EXERCISE BRIEF → A line belongs in the answer if it contains "Deserialize"; copy every such line from the entries below.

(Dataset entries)
+ + + + +
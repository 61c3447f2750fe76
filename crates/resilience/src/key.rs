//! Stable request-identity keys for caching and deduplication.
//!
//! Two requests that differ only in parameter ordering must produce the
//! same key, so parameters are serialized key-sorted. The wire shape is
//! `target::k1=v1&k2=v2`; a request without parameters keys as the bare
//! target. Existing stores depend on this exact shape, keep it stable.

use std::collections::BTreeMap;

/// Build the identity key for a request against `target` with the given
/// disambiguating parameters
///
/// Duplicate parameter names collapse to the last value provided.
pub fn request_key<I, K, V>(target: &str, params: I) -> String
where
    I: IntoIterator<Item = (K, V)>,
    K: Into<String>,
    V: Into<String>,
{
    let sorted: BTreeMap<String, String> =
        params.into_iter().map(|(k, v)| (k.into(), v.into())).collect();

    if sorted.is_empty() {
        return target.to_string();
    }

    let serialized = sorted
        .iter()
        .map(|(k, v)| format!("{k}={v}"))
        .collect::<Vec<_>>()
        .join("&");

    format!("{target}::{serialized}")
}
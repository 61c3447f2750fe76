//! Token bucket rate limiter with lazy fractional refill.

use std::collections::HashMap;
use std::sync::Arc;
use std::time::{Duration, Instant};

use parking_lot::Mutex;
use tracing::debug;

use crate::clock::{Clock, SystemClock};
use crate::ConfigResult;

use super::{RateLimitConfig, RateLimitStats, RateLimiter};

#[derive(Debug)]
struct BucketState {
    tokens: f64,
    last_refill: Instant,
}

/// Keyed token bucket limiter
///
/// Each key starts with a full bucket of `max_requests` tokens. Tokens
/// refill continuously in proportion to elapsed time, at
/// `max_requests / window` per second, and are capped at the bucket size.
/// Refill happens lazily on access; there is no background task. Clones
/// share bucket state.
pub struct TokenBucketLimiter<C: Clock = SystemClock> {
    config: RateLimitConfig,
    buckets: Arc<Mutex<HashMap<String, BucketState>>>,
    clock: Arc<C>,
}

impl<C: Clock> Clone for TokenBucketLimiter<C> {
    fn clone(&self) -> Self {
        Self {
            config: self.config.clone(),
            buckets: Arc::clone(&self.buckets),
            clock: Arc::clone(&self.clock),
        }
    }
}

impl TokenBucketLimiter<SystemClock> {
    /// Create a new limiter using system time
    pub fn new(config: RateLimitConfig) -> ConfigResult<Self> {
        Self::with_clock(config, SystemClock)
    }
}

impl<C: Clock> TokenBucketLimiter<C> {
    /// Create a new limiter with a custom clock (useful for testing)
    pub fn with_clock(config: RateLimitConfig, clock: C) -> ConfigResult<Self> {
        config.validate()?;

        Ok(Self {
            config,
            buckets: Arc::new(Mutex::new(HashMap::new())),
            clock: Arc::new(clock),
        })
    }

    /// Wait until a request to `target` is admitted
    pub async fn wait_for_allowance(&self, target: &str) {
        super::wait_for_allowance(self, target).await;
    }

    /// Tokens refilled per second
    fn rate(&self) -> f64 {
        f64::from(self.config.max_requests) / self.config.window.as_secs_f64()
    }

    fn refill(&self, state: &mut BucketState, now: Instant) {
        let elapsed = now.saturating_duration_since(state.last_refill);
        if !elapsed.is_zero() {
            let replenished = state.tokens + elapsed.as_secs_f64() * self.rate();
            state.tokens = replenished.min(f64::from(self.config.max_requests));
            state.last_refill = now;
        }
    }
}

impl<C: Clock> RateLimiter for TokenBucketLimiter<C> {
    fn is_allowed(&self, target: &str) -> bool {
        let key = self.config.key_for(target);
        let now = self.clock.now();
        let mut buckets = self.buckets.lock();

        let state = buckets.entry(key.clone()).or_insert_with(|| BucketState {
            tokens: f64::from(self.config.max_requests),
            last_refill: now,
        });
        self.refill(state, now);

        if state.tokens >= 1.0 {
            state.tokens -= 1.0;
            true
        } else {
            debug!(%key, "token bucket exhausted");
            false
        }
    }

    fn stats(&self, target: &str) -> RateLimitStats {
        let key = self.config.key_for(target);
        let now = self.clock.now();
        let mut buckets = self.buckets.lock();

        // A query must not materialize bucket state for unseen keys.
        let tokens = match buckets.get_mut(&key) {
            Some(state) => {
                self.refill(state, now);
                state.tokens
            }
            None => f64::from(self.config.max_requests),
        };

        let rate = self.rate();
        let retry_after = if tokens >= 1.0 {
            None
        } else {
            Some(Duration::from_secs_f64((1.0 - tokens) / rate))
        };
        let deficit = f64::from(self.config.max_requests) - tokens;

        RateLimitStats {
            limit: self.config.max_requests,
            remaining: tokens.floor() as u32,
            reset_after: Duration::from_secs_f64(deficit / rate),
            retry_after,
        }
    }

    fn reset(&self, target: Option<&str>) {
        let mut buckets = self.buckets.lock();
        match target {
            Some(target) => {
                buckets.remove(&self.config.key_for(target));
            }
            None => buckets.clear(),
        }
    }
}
+ + + + +
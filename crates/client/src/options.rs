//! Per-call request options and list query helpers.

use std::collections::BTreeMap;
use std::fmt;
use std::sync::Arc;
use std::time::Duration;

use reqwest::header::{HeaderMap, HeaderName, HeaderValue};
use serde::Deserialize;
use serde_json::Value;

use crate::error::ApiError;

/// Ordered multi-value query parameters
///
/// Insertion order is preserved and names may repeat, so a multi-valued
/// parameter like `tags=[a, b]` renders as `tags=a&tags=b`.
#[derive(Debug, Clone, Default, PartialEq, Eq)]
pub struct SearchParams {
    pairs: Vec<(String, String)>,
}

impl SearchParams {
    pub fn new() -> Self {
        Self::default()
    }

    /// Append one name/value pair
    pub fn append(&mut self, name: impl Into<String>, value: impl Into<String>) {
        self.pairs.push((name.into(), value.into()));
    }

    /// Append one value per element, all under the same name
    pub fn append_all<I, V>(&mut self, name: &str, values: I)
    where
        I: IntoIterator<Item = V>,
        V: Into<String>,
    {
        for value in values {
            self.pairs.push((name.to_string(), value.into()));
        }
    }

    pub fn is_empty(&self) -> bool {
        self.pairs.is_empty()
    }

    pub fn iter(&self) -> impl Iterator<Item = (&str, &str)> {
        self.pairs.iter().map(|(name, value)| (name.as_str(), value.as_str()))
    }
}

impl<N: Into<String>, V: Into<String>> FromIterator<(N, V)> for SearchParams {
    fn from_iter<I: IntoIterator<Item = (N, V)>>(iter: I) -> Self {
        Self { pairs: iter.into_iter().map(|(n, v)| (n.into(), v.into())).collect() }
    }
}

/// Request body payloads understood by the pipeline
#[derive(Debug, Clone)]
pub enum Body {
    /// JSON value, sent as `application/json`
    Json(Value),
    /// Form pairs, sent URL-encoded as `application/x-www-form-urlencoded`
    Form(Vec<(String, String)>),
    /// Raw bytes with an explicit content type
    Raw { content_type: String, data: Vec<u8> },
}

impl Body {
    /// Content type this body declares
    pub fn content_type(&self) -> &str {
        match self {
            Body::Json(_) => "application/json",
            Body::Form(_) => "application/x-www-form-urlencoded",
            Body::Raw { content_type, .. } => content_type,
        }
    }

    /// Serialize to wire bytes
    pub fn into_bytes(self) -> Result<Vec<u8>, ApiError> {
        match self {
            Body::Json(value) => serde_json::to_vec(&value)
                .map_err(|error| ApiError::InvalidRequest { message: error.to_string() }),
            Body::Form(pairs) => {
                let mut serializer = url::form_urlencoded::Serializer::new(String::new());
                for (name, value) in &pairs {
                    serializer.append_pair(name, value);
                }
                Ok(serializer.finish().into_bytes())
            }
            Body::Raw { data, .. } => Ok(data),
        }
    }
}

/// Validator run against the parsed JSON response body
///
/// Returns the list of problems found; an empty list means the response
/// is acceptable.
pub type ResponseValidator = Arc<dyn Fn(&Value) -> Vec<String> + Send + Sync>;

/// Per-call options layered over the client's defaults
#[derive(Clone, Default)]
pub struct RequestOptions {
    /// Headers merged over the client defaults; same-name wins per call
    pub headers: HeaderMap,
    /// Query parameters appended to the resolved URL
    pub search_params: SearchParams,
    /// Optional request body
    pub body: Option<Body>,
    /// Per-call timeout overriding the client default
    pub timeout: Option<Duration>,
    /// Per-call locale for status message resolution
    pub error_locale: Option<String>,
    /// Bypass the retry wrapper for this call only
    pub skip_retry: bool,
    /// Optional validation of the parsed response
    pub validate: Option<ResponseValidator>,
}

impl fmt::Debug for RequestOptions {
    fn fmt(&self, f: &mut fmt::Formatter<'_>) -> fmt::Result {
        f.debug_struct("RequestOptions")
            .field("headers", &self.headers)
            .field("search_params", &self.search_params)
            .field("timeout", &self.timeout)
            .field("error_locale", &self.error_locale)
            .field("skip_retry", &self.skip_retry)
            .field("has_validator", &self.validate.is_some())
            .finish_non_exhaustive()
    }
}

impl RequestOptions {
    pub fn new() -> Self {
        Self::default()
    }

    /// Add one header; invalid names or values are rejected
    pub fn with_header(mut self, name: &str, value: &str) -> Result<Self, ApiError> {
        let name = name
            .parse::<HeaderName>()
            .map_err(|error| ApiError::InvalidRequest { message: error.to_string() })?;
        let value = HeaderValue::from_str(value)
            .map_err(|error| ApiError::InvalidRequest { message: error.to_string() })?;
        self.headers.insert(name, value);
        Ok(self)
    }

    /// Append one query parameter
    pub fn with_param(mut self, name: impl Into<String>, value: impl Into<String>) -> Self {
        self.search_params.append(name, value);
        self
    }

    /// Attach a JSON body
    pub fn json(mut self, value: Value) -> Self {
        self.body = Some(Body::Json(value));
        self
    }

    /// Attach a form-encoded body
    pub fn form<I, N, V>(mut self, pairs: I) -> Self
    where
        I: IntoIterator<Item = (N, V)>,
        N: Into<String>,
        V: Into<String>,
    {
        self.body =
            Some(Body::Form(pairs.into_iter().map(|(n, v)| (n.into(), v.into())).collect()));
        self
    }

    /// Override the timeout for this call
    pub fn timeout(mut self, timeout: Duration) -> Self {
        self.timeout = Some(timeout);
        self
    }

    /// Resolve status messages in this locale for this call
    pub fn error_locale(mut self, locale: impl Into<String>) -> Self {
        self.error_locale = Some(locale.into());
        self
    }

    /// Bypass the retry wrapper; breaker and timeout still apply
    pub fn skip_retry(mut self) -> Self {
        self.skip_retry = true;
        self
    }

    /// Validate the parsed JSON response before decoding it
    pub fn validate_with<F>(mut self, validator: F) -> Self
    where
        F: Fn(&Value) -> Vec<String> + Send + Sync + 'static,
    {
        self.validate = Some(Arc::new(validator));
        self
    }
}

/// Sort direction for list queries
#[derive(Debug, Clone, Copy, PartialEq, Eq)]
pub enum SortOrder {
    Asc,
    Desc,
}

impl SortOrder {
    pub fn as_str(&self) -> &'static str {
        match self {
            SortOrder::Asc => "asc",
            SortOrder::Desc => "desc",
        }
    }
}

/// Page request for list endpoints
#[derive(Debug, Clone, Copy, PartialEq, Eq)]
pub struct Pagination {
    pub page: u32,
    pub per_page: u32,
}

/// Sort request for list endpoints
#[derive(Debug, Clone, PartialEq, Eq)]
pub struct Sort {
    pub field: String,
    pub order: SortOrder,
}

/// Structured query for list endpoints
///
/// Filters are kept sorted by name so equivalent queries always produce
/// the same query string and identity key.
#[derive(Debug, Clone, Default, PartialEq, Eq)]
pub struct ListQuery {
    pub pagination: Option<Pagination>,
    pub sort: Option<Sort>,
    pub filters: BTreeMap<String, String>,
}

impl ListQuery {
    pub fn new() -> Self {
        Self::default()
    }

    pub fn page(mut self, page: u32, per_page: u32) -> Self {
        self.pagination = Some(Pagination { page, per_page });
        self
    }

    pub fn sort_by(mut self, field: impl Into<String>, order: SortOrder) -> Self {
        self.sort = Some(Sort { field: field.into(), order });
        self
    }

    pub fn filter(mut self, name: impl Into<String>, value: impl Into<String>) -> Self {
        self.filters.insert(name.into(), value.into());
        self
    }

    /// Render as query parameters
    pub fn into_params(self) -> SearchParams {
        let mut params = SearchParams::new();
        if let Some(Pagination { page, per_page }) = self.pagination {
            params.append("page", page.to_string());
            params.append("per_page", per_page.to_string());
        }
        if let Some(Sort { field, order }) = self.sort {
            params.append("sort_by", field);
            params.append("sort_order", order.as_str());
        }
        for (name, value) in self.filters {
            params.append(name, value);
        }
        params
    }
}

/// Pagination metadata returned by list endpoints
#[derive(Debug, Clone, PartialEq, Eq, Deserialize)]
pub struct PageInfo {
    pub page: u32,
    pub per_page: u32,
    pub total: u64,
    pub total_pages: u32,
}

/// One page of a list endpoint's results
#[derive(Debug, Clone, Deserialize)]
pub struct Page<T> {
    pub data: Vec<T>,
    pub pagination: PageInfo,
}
+ + + + +
EXERCISE RESPONSE →
use serde::Deserialize;
#[derive(Debug, Clone, PartialEq, Eq, Deserialize)]
#[derive(Debug, Clone, Deserialize)]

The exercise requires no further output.